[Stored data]
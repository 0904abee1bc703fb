use std::collections::HashSet;

#[derive(Debug, Clone, Default)]
pub struct ModuleCatalog {
    pub(crate) roots: Vec<String>,
    pub(crate) members: Vec<String>,
    pub(crate) index: HashSet<String>,
}
use std::net::SocketAddr;
use std::sync::Arc;
use crate::http::structs::doc_server::DocServer;

/// Serves exactly one request on one connection.
pub struct DocHandler {
    pub(crate) server: Arc<DocServer>,
    pub(crate) peer: SocketAddr,
}
use std::convert::Infallible;
use std::net::SocketAddr;
use std::sync::Arc;
use hyper::body::Incoming;
use hyper::header::CONTENT_LENGTH;
use hyper::server::conn::http1;
use hyper::service::service_fn;
use hyper::Request;
use hyper_util::rt::{TokioIo, TokioTimer};
use log::{debug, info};
use parking_lot::Mutex;
use tokio::io::{AsyncRead, AsyncReadExt, AsyncWrite, AsyncWriteExt};
use crate::catalog::structs::diagnostics::Diagnostics;
use crate::http::enums::request_error::RequestError;
use crate::http::structs::doc_handler::DocHandler;
use crate::http::structs::doc_server::DocServer;
use crate::http::structs::http_response::HttpResponse;
use crate::http::structs::replay_stream::ReplayStream;

const READ_CHUNK: usize = 1024;

const HEAD_TERMINATORS: [&[u8]; 3] = [b"\r\n\r\n", b"\n\r\n", b"\n\n"];

impl DocHandler {
    pub fn new(server: Arc<DocServer>, peer: SocketAddr) -> DocHandler {
        DocHandler { server, peer }
    }

    /// Serves one request on `stream`, then closes the connection.
    ///
    /// The request head is read and checked against the timeout, size and
    /// version limits first; hyper parses and answers whatever passes.
    /// Returns the warnings raised while answering. An error means no
    /// response could be written. Requests that are read but rejected are
    /// answered with their error status and count as handled.
    #[tracing::instrument(level = "debug", skip(self, stream), fields(peer = %self.peer))]
    pub async fn handle<S>(&self, mut stream: S) -> Result<Diagnostics, RequestError>
    where
        S: AsyncRead + AsyncWrite + Unpin,
    {
        let head = match self.read_head(&mut stream).await {
            Ok(head) => head,
            Err(error) => return self.reject(stream, error).await,
        };

        let diagnostics = Arc::new(Mutex::new(Diagnostics::new()));
        let sink = diagnostics.clone();
        let server = self.server.clone();
        let peer = self.peer;
        let service = service_fn(move |request: Request<Incoming>| {
            let response = server.respond(&request, &mut sink.lock());
            let length = response.headers().get(CONTENT_LENGTH).and_then(|value| value.to_str().ok()).unwrap_or("0");
            info!("[HTTP] {peer} \"{} {} {:?}\" {} {length}", request.method(), request.uri(), request.version(), response.status().as_u16());
            std::future::ready(Ok::<_, Infallible>(response))
        });

        let mut builder = http1::Builder::new();
        builder.keep_alive(false).half_close(true).timer(TokioTimer::new());
        let result = builder.serve_connection(TokioIo::new(ReplayStream::new(head, stream)), service).await;

        match result {
            Ok(()) => Ok(std::mem::take(&mut *diagnostics.lock())),
            Err(error) if error.is_parse() || error.is_parse_too_large() => {
                debug!("[HTTP] Rejected a malformed request from {}: {error}", self.peer);
                Ok(Diagnostics::new())
            }
            Err(error) => Err(RequestError::Http(error)),
        }
    }

    async fn reject<S>(&self, mut stream: S, error: RequestError) -> Result<Diagnostics, RequestError>
    where
        S: AsyncWrite + Unpin,
    {
        let Some(status) = error.status() else {
            debug!("[HTTP] No request from {}: {error}", self.peer);
            let _ = stream.shutdown().await;
            return Err(error);
        };
        debug!("[HTTP] Rejecting request from {}: {error}", self.peer);
        let response = HttpResponse::error(status);
        stream.write_all(&response.to_bytes()).await?;
        stream.shutdown().await?;
        info!("[HTTP] {} \"-\" {} {}", self.peer, status.as_u16(), response.body.len());
        Ok(Diagnostics::new())
    }

    async fn read_head<R>(&self, reader: &mut R) -> Result<Vec<u8>, RequestError>
    where
        R: AsyncRead + Unpin,
    {
        let read = read_head(reader, self.server.max_header_size());
        match self.server.request_timeout() {
            Some(timeout) => match tokio::time::timeout(timeout, read).await {
                Ok(result) => result,
                Err(_) => Err(RequestError::Timeout)
            },
            None => read.await
        }
    }
}

/// Buffers everything up to the end of the request head.
///
/// End of stream after a partial head terminates the header block. Bytes
/// read past the head are kept so they can be replayed.
pub async fn read_head<R>(reader: &mut R, limit: usize) -> Result<Vec<u8>, RequestError>
where
    R: AsyncRead + Unpin,
{
    let mut head = Vec::with_capacity(READ_CHUNK);
    let mut chunk = [0u8; READ_CHUNK];
    loop {
        let count = reader.read(&mut chunk).await?;
        if count == 0 {
            if request_start(&head).is_none() {
                return Err(RequestError::ConnectionClosed);
            }
            let terminator: &[u8] = if head.ends_with(b"\n") { b"\r\n" } else { b"\r\n\r\n" };
            head.extend_from_slice(terminator);
            break;
        }
        head.extend_from_slice(&chunk[..count]);
        if let Some(end) = head_end(&head) {
            if end > limit {
                return Err(RequestError::HeadersTooLarge(end));
            }
            break;
        }
        if head.len() >= limit {
            return Err(RequestError::HeadersTooLarge(head.len()));
        }
    }
    check_version(&head)?;
    Ok(head)
}

fn request_start(head: &[u8]) -> Option<usize> {
    head.iter().position(|byte| *byte != b'\r' && *byte != b'\n')
}

/// Offset just past the blank line that ends the head.
fn head_end(head: &[u8]) -> Option<usize> {
    let start = request_start(head)?;
    (start..head.len()).find_map(|index| {
        let rest = &head[index..];
        HEAD_TERMINATORS
            .iter()
            .find(|terminator| rest.starts_with(terminator))
            .map(|terminator| index + terminator.len())
    })
}

/// Refuses `HTTP/x.y` request lines whose major version is not 1.
fn check_version(head: &[u8]) -> Result<(), RequestError> {
    let Some(start) = request_start(head) else {
        return Ok(());
    };
    let line = head[start..].split(|byte| *byte == b'\n').next().unwrap_or_default();
    let line = String::from_utf8_lossy(line);
    let Some(version) = line.split_whitespace().nth(2) else {
        return Ok(());
    };
    let Some((major, minor)) = version.strip_prefix("HTTP/").and_then(|number| number.split_once('.')) else {
        return Ok(());
    };
    let is_number = |part: &str| !part.is_empty() && part.bytes().all(|byte| byte.is_ascii_digit());
    if is_number(major) && is_number(minor) && major != "1" {
        return Err(RequestError::UnsupportedVersion(version.to_string()));
    }
    Ok(())
}
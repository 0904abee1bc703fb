//! Introspection data structures.

/// Documentation extracted for one module.
pub mod module_doc;

/// Documentation extracted for one member (function, class, variable...).
pub mod member_doc;

/// A statement folded onto a single line by the scanner.
pub mod logical_line;
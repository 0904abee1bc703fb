use thiserror::Error;
use crate::catalog::enums::import_error_kind::ImportErrorKind;

/// Failure to import (resolve, read or scan) a module.
#[derive(Debug, Error, Clone, PartialEq, Eq)]
#[error("{kind}: {message}")]
pub struct ImportError {
    pub module: String,
    pub kind: ImportErrorKind,
    pub message: String,
}

impl ImportError {
    pub fn new(module: &str, kind: ImportErrorKind, message: impl Into<String>) -> ImportError {
        ImportError {
            module: module.to_string(),
            kind,
            message: message.into(),
        }
    }

    pub fn not_found(module: &str) -> ImportError {
        ImportError::new(module, ImportErrorKind::ModuleNotFoundError, format!("No module named '{module}'"))
    }

    pub fn from_io(module: &str, error: &std::io::Error) -> ImportError {
        match error.kind() {
            std::io::ErrorKind::NotFound => ImportError::not_found(module),
            std::io::ErrorKind::InvalidData => ImportError::new(module, ImportErrorKind::UnicodeDecodeError, error.to_string()),
            _ => ImportError::new(module, ImportErrorKind::OSError, error.to_string())
        }
    }
}
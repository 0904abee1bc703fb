use std::collections::HashMap;
use std::time::SystemTime;
use fern::colors::{Color, ColoredLevelConfig};
use log::info;
use crate::common::structs::custom_error::CustomError;
use crate::config::structs::configuration::Configuration;

/// Splits a raw query string into percent-decoded key/value lists.
///
/// Keys are lowercased. A key without `=` is recorded with an empty value so
/// that flags such as `?mtime` are still visible to the router.
pub fn parse_query(query: Option<String>) -> HashMap<String, Vec<String>> {
    let mut queries: HashMap<String, Vec<String>> = HashMap::new();
    let Some(raw) = query else {
        return queries;
    };
    for query_item in raw.split('&') {
        if query_item.is_empty() {
            continue;
        }
        let (key_raw, value_raw) = match query_item.split_once('=') {
            Some((key, value)) => (key, value),
            None => (query_item, "")
        };
        let key_name = percent_encoding::percent_decode_str(key_raw).decode_utf8_lossy().to_lowercase();
        if key_name.is_empty() {
            continue;
        }
        let value_data = percent_encoding::percent_decode_str(value_raw).decode_utf8_lossy().to_string();
        queries.entry(key_name).or_default().push(value_data);
    }
    queries
}

pub fn html_escape(text: &str) -> String {
    let mut escaped = String::with_capacity(text.len());
    for c in text.chars() {
        match c {
            '&' => escaped.push_str("&amp;"),
            '<' => escaped.push_str("&lt;"),
            '>' => escaped.push_str("&gt;"),
            '"' => escaped.push_str("&quot;"),
            '\'' => escaped.push_str("&#x27;"),
            _ => escaped.push(c)
        }
    }
    escaped
}

/// Seconds since the unix epoch, with sub-second precision.
pub fn system_time_to_secs(time: SystemTime) -> f64 {
    match time.duration_since(SystemTime::UNIX_EPOCH) {
        Ok(duration) => duration.as_secs_f64(),
        Err(_) => 0.0
    }
}

pub fn parse_log_level(level: &str) -> Option<log::LevelFilter> {
    match level {
        "off" => Some(log::LevelFilter::Off),
        "trace" => Some(log::LevelFilter::Trace),
        "debug" => Some(log::LevelFilter::Debug),
        "info" => Some(log::LevelFilter::Info),
        "warn" => Some(log::LevelFilter::Warn),
        "error" => Some(log::LevelFilter::Error),
        _ => None
    }
}

pub fn setup_logging(config: &Configuration) -> Result<(), CustomError>
{
    let level = match parse_log_level(config.log_level.as_str()) {
        Some(level) => level,
        None => {
            return Err(CustomError::new(&format!("Unknown log level encountered: '{}'", config.log_level)));
        }
    };

    let colors = ColoredLevelConfig::new()
        .trace(Color::Cyan)
        .debug(Color::Magenta)
        .info(Color::Green)
        .warn(Color::Yellow)
        .error(Color::Red);

    if let Err(err) = fern::Dispatch::new()
        .format(move |out, message, record| {
            out.finish(format_args!(
                "{} [{:width$}][{}] {}",
                chrono::Local::now().format("%Y-%m-%d %H:%M:%S%.9f"),
                colors.color(record.level()),
                record.target(),
                message,
                width = 5
            ))
        })
        .level(level)
        .chain(std::io::stdout())
        .apply()
    {
        return Err(CustomError::new(&format!("Failed to initialize logging: {err}")));
    }
    info!("logging initialized.");
    Ok(())
}

/// Whether `name` is a single (non-dotted) Python identifier.
pub fn is_identifier(name: &str) -> bool {
    let mut chars = name.chars();
    match chars.next() {
        Some(first) if first.is_alphabetic() || first == '_' => chars.all(|c| c.is_alphanumeric() || c == '_'),
        _ => false
    }
}
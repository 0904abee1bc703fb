use crate::catalog::enums::import_error_kind::ImportErrorKind;
use crate::catalog::errors::ImportError;
use crate::common::common::is_identifier;
use crate::introspect::enums::member_kind::MemberKind;
use crate::introspect::structs::logical_line::LogicalLine;
use crate::introspect::structs::member_doc::MemberDoc;
use crate::introspect::structs::module_doc::ModuleDoc;

pub const MAX_VALUE_LENGTH: usize = 100;

const KEYWORDS: &[&str] = &[
    "False", "None", "True", "and", "as", "assert", "async", "await", "break", "class", "continue",
    "def", "del", "elif", "else", "except", "finally", "for", "from", "global", "if", "import", "in",
    "is", "lambda", "nonlocal", "not", "or", "pass", "raise", "return", "try", "while", "with", "yield",
];

struct FunctionHeader {
    name: String,
    is_async: bool,
    signature: String,
    inline: String,
}

struct ClassHeader {
    name: String,
    bases: Option<String>,
    inline: String,
}

struct ImportBinding {
    name: String,
    /// Dotted path as written; relative imports keep their leading dots.
    origin: String,
}

/// Headers whose bodies may hold alternative imports, e.g. `try:` / `except ImportError:`.
const CONDITIONAL_HEADERS: &[&str] = &["try", "except", "else", "finally", "if", "elif"];

struct Assignment {
    name: String,
    annotation: Option<String>,
    value: Option<String>,
}

/// Scans Python source and extracts its documented members.
pub fn parse_module(name: &str, source: &str) -> Result<ModuleDoc, ImportError> {
    let lines = scan_lines(source)
        .map_err(|message| ImportError::new(name, ImportErrorKind::SyntaxError, message))?;

    let docstring = lines
        .first()
        .filter(|line| line.indent == 0)
        .and_then(|line| string_literal_value(&line.text));
    let start = if docstring.is_some() { 1 } else { 0 };
    let (members, all) = parse_block(&lines[start..], 0, None);

    Ok(ModuleDoc {
        name: name.to_string(),
        docstring,
        all,
        members,
        path: None,
        is_package: false,
    })
}
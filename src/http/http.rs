use std::net::SocketAddr;
use std::sync::Arc;
use log::{debug, error, info};
use tokio::net::TcpListener;
use tokio::sync::watch;
use tokio::task::JoinHandle;
use crate::http::structs::doc_handler::DocHandler;
use crate::http::structs::doc_server::DocServer;

/// Binds `addr` and serves connections until `rx` changes.
///
/// Binding happens before this returns, so a port in use is reported to the
/// caller instead of inside the spawned task.
#[tracing::instrument(level = "debug", skip(server, rx))]
pub async fn http_service(addr: SocketAddr, server: Arc<DocServer>, rx: watch::Receiver<bool>) -> std::io::Result<JoinHandle<()>>
{
    let listener = TcpListener::bind(addr).await?;
    let local_addr = listener.local_addr()?;
    info!("[HTTP] Starting server listener on {local_addr} serving {} modules", server.catalog().len());
    Ok(tokio::spawn(async move {
        http_listener(listener, server, rx).await;
    }))
}

/// Accept loop, one task per connection.
pub async fn http_listener(listener: TcpListener, server: Arc<DocServer>, mut rx: watch::Receiver<bool>)
{
    loop {
        tokio::select! {
            _ = rx.changed() => {
                match listener.local_addr() {
                    Ok(addr) => info!("[HTTP] Stopping server listener on {addr}..."),
                    Err(_) => info!("[HTTP] Stopping server listener...")
                }
                break;
            }
            result = listener.accept() => {
                match result {
                    Ok((stream, peer)) => {
                        let handler = DocHandler::new(server.clone(), peer);
                        tokio::spawn(async move {
                            if let Err(error) = handler.handle(stream).await {
                                debug!("[HTTP] Connection from {peer} ended without a response: {error}");
                            }
                        });
                    }
                    Err(error) => {
                        error!("[HTTP] Unable to accept a connection: {error}");
                    }
                }
            }
        }
    }
}
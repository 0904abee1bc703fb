//! Configuration management module.
//!
//! This module handles loading, parsing, and validating the server
//! configuration from TOML files.
//!
//! # Configuration Structure
//!
//! The main configuration file (`config.toml`) contains:
//! - **log_level**: Logging verbosity (off, trace, debug, info, warn, error)
//! - **modules**: Root module names the catalog is built from
//! - **search_path**: Directories module names are resolved against
//! - **http_server**: One or more HTTP listener instances
//!
//! # Example
//!
//! ```rust,ignore
//! use docserver::config::structs::configuration::Configuration;
//!
//! // Load configuration from file, creating a default one when asked to
//! let config = Configuration::load_from_file("config.toml", false)?;
//!
//! // Generate default configuration
//! let default_config = Configuration::init();
//! ```

/// Configuration enumerations (errors).
pub mod enums;

/// Configuration data structures.
pub mod structs;

/// Implementation blocks for configuration loading/saving.
pub mod impls;
//! Artifact names and configuration file locations.
//!
//! # Directory Structure
//!
//! - **Artifacts**: `<out>/<Plugin>.type.json`, `<out>/<Plugin>.preset.json`,
//!   `<out>/GUID.json` (`<out>` defaults to `./json`)
//! - **User config**: `~/.config/presetkit/` (Linux),
//!   `~/Library/Application Support/presetkit/` (macOS), `%APPDATA%\presetkit\`
//!   (Windows)

use std::path::{Path, PathBuf};

/// Application name used for directory paths.
const APP_NAME: &str = "presetkit";

/// File name of the default-tolerance allow-list.
pub const TOLERANCE_FILE: &str = "tolerance.toml";

/// File name of the processor GUID map.
pub const GUID_FILE: &str = "GUID.json";

/// Default artifact directory, relative to the working directory.
pub const DEFAULT_OUT_DIR: &str = "json";

const SCHEMA_SUFFIX: &str = ".type.json";
const PRESET_SUFFIX: &str = ".preset.json";

/// Returns the user-specific configuration directory.
///
/// Returns a fallback path if the config directory cannot be determined.
pub fn user_config_dir() -> PathBuf {
    dirs::config_dir()
        .unwrap_or_else(|| PathBuf::from("."))
        .join(APP_NAME)
}

/// `<Plugin>.type.json`
pub fn schema_file_name(plugin: &str) -> String {
    format!("{plugin}{SCHEMA_SUFFIX}")
}

/// `<Plugin>.preset.json`
pub fn preset_file_name(plugin: &str) -> String {
    format!("{plugin}{PRESET_SUFFIX}")
}

/// Plugin name from a schema artifact path (`json/MiniVerb.type.json` →
/// `MiniVerb`).
pub fn plugin_from_schema_path(path: &Path) -> Option<String> {
    let file_name = path.file_name()?.to_str()?;
    file_name
        .strip_suffix(SCHEMA_SUFFIX)
        .filter(|name| !name.is_empty())
        .map(str::to_string)
}

/// Locate the tolerance allow-list.
///
/// Searches in the following order:
/// 1. `explicit`, if given (returned even if it does not exist, so the caller
///    reports the missing file)
/// 2. `tolerance.toml` in the working directory
/// 3. `tolerance.toml` in the user config directory
pub fn find_tolerance_file(explicit: Option<&Path>) -> Option<PathBuf> {
    if let Some(path) = explicit {
        return Some(path.to_path_buf());
    }

    let local = PathBuf::from(TOLERANCE_FILE);
    if local.is_file() {
        return Some(local);
    }

    let user = user_config_dir().join(TOLERANCE_FILE);
    if user.is_file() {
        return Some(user);
    }

    None
}

/// Ensure `dir` exists, creating it and its parents if needed.
pub fn ensure_dir(dir: &Path) -> Result<(), crate::ConfigError> {
    if !dir.exists() {
        std::fs::create_dir_all(dir).map_err(|e| crate::ConfigError::create_dir(dir, e))?;
    }
    Ok(())
}

/// Files under `root` whose extension is `ext`, searched recursively and
/// sorted by path.
///
/// Unreadable directories are skipped with a warning.
pub fn find_files(root: &Path, ext: &str) -> Vec<PathBuf> {
    let mut found = Vec::new();
    let mut pending = vec![root.to_path_buf()];

    while let Some(dir) = pending.pop() {
        let entries = match std::fs::read_dir(&dir) {
            Ok(entries) => entries,
            Err(e) => {
                tracing::warn!(dir = %dir.display(), error = %e, "skipping unreadable directory");
                continue;
            }
        };
        for path in entries.filter_map(|entry| entry.ok()).map(|entry| entry.path()) {
            if path.is_dir() {
                pending.push(path);
            } else if path.extension().is_some_and(|e| e == ext) {
                found.push(path);
            }
        }
    }

    found.sort();
    found
}

#[cfg(test)]
mod tests {
    use super::*;
    use std::fs;
    use tempfile::TempDir;

    #[test]
    fn user_config_dir_ends_with_app_name() {
        assert!(user_config_dir().ends_with(APP_NAME));
    }

    #[test]
    fn artifact_names() {
        assert_eq!(schema_file_name("MiniVerb"), "MiniVerb.type.json");
        assert_eq!(preset_file_name("MiniVerb"), "MiniVerb.preset.json");
    }

    #[test]
    fn plugin_name_from_schema_path() {
        assert_eq!(
            plugin_from_schema_path(Path::new("json/MiniVerb.type.json")),
            Some("MiniVerb".to_string())
        );
        assert_eq!(plugin_from_schema_path(Path::new("json/.type.json")), None);
        assert_eq!(plugin_from_schema_path(Path::new("json/MiniVerb.json")), None);
    }

    #[test]
    fn explicit_tolerance_path_wins() {
        let path = Path::new("/nonexistent/custom.toml");
        assert_eq!(find_tolerance_file(Some(path)), Some(path.to_path_buf()));
    }

    #[test]
    fn ensure_dir_creates_nested() {
        let temp = TempDir::new().unwrap();
        let dir = temp.path().join("a").join("b");
        ensure_dir(&dir).unwrap();
        assert!(dir.is_dir());
        // Existing directory is fine.
        ensure_dir(&dir).unwrap();
    }

    #[test]
    fn find_files_is_recursive_and_sorted() {
        let temp = TempDir::new().unwrap();
        let nested = temp.path().join("Bank B");
        fs::create_dir_all(&nested).unwrap();
        fs::write(temp.path().join("b.vstpreset"), b"").unwrap();
        fs::write(temp.path().join("a.vstpreset"), b"").unwrap();
        fs::write(nested.join("c.vstpreset"), b"").unwrap();
        fs::write(temp.path().join("notes.txt"), b"").unwrap();

        let found = find_files(temp.path(), "vstpreset");
        let names: Vec<_> = found
            .iter()
            .map(|p| p.strip_prefix(temp.path()).unwrap().to_string_lossy().replace('\\', "/"))
            .collect();
        assert_eq!(names, vec!["Bank B/c.vstpreset", "a.vstpreset", "b.vstpreset"]);
    }

    #[test]
    fn find_files_missing_root_is_empty() {
        let temp = TempDir::new().unwrap();
        assert!(find_files(&temp.path().join("missing"), "vstpreset").is_empty());
    }
}
//! presetkit CLI - extract parameter schemas and decode VST3 presets.

mod commands;

use clap::{ArgAction, Parser, Subcommand};
use tracing_subscriber::EnvFilter;

#[derive(Parser)]
#[command(name = "presetkit")]
#[command(author, version, about = "VST3 preset schema extraction and decoding", long_about = None)]
struct Cli {
    /// Increase log verbosity (-v debug, -vv trace); RUST_LOG overrides
    #[arg(short, long, global = true, action = ArgAction::Count)]
    verbose: u8,

    #[command(subcommand)]
    command: Commands,
}

#[derive(Subcommand)]
enum Commands {
    /// Extract parameter schemas from parameter.hpp headers
    Extract(commands::extract::ExtractArgs),

    /// Decode .vstpreset files against a plugin schema
    Decode(commands::decode::DecodeArgs),

    /// Show the header and chunk directory of .vstpreset files
    Inspect(commands::inspect::InspectArgs),

    /// Collect processor GUIDs from fuid.hpp headers into GUID.json
    Guid(commands::guid::GuidArgs),
}

fn main() -> anyhow::Result<()> {
    let cli = Cli::parse();

    let default_level = match cli.verbose {
        0 => "info",
        1 => "debug",
        _ => "trace",
    };
    tracing_subscriber::fmt()
        .with_env_filter(
            EnvFilter::try_from_default_env().unwrap_or_else(|_| default_level.into()),
        )
        .with_writer(std::io::stderr)
        .init();

    match cli.command {
        Commands::Extract(args) => commands::extract::run(args),
        Commands::Decode(args) => commands::decode::run(args),
        Commands::Inspect(args) => commands::inspect::run(args),
        Commands::Guid(args) => commands::guid::run(args),
    }
}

Problem to solve: Looking at the data above, write out exactly the lines that start at the one containing "the default-tolerance allow-list." and end at the one containing "the tolerance allow-list."; include both and nothing beyond.

The completed task:
/// File name of the default-tolerance allow-list.
pub const TOLERANCE_FILE: &str = "tolerance.toml";

/// File name of the processor GUID map.
pub const GUID_FILE: &str = "GUID.json";

/// Default artifact directory, relative to the working directory.
pub const DEFAULT_OUT_DIR: &str = "json";

const SCHEMA_SUFFIX: &str = ".type.json";
const PRESET_SUFFIX: &str = ".preset.json";

/// Returns the user-specific configuration directory.
///
/// Returns a fallback path if the config directory cannot be determined.
pub fn user_config_dir() -> PathBuf {
    dirs::config_dir()
        .unwrap_or_else(|| PathBuf::from("."))
        .join(APP_NAME)
}

/// `<Plugin>.type.json`
pub fn schema_file_name(plugin: &str) -> String {
    format!("{plugin}{SCHEMA_SUFFIX}")
}

/// `<Plugin>.preset.json`
pub fn preset_file_name(plugin: &str) -> String {
    format!("{plugin}{PRESET_SUFFIX}")
}

/// Plugin name from a schema artifact path (`json/MiniVerb.type.json` →
/// `MiniVerb`).
pub fn plugin_from_schema_path(path: &Path) -> Option<String> {
    let file_name = path.file_name()?.to_str()?;
    file_name
        .strip_suffix(SCHEMA_SUFFIX)
        .filter(|name| !name.is_empty())
        .map(str::to_string)
}

/// Locate the tolerance allow-list.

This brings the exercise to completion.